##### Records supplied

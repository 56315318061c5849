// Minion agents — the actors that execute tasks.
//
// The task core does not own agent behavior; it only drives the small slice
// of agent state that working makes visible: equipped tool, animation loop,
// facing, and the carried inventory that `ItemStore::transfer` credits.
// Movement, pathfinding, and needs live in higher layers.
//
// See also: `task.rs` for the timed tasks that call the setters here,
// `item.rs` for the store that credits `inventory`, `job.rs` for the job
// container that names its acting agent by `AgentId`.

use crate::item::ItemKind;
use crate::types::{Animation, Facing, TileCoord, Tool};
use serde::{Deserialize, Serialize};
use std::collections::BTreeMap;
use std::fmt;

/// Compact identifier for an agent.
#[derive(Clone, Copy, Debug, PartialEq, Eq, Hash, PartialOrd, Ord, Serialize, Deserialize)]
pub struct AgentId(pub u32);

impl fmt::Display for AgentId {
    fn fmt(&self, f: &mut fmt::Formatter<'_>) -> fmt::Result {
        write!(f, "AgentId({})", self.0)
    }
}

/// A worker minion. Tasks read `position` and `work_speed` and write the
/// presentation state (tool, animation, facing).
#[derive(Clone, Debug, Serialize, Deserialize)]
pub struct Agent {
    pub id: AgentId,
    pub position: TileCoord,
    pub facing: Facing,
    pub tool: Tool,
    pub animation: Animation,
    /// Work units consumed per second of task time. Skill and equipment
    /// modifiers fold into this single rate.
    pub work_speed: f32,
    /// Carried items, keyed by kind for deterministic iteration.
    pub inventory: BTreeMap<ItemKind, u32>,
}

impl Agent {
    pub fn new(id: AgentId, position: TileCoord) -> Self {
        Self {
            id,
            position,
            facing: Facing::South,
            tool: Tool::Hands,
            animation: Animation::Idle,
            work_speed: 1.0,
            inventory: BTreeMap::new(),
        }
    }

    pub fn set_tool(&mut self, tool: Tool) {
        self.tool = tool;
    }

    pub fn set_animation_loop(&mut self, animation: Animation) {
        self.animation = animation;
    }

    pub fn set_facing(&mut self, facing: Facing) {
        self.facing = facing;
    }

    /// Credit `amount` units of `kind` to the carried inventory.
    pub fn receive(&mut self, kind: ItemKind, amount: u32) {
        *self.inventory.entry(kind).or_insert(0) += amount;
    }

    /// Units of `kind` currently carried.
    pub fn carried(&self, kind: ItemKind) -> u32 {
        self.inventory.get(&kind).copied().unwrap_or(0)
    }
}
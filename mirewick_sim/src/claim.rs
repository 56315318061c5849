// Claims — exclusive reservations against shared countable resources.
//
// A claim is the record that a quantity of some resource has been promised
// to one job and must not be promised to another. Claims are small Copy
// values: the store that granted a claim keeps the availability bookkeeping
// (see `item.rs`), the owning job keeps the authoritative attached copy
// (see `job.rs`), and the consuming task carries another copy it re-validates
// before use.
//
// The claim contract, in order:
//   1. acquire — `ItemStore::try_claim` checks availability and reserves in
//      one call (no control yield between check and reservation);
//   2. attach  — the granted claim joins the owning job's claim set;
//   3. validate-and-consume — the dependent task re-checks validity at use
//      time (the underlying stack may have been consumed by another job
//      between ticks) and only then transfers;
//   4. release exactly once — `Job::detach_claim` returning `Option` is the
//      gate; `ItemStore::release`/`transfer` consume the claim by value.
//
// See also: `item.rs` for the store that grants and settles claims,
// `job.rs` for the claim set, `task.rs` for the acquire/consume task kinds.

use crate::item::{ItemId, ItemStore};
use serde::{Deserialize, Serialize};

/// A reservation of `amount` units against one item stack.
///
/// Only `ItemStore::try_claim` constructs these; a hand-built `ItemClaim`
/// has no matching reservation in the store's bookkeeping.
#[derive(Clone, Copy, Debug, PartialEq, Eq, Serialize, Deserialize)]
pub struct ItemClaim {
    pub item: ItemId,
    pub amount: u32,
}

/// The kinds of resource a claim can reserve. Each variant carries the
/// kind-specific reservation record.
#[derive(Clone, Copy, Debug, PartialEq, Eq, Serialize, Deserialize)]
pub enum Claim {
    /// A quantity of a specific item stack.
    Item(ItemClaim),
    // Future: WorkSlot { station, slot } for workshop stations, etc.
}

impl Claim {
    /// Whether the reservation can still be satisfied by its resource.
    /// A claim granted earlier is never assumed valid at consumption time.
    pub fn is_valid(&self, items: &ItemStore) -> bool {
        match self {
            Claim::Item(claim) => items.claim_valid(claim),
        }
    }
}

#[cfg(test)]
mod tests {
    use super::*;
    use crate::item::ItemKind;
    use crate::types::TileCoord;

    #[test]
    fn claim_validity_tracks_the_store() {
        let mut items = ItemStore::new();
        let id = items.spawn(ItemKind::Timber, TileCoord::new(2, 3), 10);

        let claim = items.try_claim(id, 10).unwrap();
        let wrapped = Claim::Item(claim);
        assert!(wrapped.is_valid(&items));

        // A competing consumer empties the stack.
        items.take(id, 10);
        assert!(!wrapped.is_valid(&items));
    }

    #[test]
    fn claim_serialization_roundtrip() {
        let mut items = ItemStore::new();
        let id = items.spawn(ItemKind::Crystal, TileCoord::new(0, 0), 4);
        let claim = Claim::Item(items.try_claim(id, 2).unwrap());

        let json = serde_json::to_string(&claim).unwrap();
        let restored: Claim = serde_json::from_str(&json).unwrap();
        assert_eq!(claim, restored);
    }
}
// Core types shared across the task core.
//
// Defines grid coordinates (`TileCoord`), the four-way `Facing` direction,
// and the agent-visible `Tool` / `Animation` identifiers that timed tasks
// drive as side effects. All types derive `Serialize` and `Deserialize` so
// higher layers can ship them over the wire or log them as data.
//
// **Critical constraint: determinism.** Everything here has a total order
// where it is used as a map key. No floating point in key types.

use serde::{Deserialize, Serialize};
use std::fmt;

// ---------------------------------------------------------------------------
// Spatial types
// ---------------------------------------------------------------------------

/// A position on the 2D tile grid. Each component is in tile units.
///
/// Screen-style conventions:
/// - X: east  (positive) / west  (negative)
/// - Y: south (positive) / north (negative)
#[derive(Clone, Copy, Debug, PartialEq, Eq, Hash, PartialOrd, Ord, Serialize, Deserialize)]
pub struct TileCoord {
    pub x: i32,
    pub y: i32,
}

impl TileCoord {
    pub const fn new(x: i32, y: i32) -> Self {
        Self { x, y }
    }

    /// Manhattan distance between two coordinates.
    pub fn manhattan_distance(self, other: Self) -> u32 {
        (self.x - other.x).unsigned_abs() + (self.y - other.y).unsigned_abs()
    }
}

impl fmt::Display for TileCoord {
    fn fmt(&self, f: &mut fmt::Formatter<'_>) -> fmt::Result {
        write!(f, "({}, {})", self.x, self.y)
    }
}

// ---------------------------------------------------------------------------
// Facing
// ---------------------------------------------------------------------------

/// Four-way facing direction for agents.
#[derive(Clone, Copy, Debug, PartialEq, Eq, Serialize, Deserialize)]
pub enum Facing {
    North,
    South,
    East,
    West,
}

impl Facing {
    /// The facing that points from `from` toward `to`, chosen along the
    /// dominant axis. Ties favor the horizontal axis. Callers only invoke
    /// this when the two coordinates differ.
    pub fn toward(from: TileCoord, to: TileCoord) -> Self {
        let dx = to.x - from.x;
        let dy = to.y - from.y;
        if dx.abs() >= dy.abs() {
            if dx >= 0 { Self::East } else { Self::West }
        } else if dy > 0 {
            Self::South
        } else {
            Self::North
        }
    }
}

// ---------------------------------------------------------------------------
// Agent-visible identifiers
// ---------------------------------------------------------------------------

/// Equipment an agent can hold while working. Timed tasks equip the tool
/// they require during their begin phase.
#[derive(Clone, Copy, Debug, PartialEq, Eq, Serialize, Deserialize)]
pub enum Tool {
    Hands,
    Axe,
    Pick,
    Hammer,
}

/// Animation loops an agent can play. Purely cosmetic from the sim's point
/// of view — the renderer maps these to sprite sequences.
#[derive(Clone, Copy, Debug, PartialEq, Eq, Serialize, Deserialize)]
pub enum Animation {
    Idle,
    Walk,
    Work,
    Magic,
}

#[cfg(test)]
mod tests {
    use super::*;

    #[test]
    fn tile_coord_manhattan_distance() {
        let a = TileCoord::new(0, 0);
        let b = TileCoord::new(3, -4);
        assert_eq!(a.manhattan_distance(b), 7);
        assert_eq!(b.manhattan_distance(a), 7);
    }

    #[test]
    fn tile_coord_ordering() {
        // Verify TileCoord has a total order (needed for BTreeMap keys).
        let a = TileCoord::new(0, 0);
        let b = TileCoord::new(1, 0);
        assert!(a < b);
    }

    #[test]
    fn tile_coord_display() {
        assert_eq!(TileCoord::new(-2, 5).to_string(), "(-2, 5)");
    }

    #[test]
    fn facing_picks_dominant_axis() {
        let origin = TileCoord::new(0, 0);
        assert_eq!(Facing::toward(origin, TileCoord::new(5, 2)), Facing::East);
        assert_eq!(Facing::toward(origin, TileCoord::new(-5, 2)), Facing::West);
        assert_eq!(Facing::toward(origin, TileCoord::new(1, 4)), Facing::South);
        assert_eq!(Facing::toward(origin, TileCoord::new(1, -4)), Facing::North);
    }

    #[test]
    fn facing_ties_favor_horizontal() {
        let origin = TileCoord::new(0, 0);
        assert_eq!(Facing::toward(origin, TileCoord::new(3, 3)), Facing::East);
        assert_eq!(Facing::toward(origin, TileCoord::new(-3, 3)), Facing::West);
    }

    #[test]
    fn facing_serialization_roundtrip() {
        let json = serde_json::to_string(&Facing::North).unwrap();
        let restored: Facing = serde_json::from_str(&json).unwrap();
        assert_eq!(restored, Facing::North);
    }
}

##########

Using the listing above, return word for word each line from the one that has "between two coordinates." through the one that has "for BTreeMap keys).", and no line outside that range.

    /// Manhattan distance between two coordinates.
    pub fn manhattan_distance(self, other: Self) -> u32 {
        (self.x - other.x).unsigned_abs() + (self.y - other.y).unsigned_abs()
    }
}

impl fmt::Display for TileCoord {
    fn fmt(&self, f: &mut fmt::Formatter<'_>) -> fmt::Result {
        write!(f, "({}, {})", self.x, self.y)
    }
}

// ---------------------------------------------------------------------------
// Facing
// ---------------------------------------------------------------------------

/// Four-way facing direction for agents.
#[derive(Clone, Copy, Debug, PartialEq, Eq, Serialize, Deserialize)]
pub enum Facing {
    North,
    South,
    East,
    West,
}

impl Facing {
    /// The facing that points from `from` toward `to`, chosen along the
    /// dominant axis. Ties favor the horizontal axis. Callers only invoke
    /// this when the two coordinates differ.
    pub fn toward(from: TileCoord, to: TileCoord) -> Self {
        let dx = to.x - from.x;
        let dy = to.y - from.y;
        if dx.abs() >= dy.abs() {
            if dx >= 0 { Self::East } else { Self::West }
        } else if dy > 0 {
            Self::South
        } else {
            Self::North
        }
    }
}

// ---------------------------------------------------------------------------
// Agent-visible identifiers
// ---------------------------------------------------------------------------

/// Equipment an agent can hold while working. Timed tasks equip the tool
/// they require during their begin phase.
#[derive(Clone, Copy, Debug, PartialEq, Eq, Serialize, Deserialize)]
pub enum Tool {
    Hands,
    Axe,
    Pick,
    Hammer,
}

/// Animation loops an agent can play. Purely cosmetic from the sim's point
/// of view — the renderer maps these to sprite sequences.
#[derive(Clone, Copy, Debug, PartialEq, Eq, Serialize, Deserialize)]
pub enum Animation {
    Idle,
    Walk,
    Work,
    Magic,
}

#[cfg(test)]
mod tests {
    use super::*;

    #[test]
    fn tile_coord_manhattan_distance() {
        let a = TileCoord::new(0, 0);
        let b = TileCoord::new(3, -4);
        assert_eq!(a.manhattan_distance(b), 7);
        assert_eq!(b.manhattan_distance(a), 7);
    }

    #[test]
    fn tile_coord_ordering() {
        // Verify TileCoord has a total order (needed for BTreeMap keys).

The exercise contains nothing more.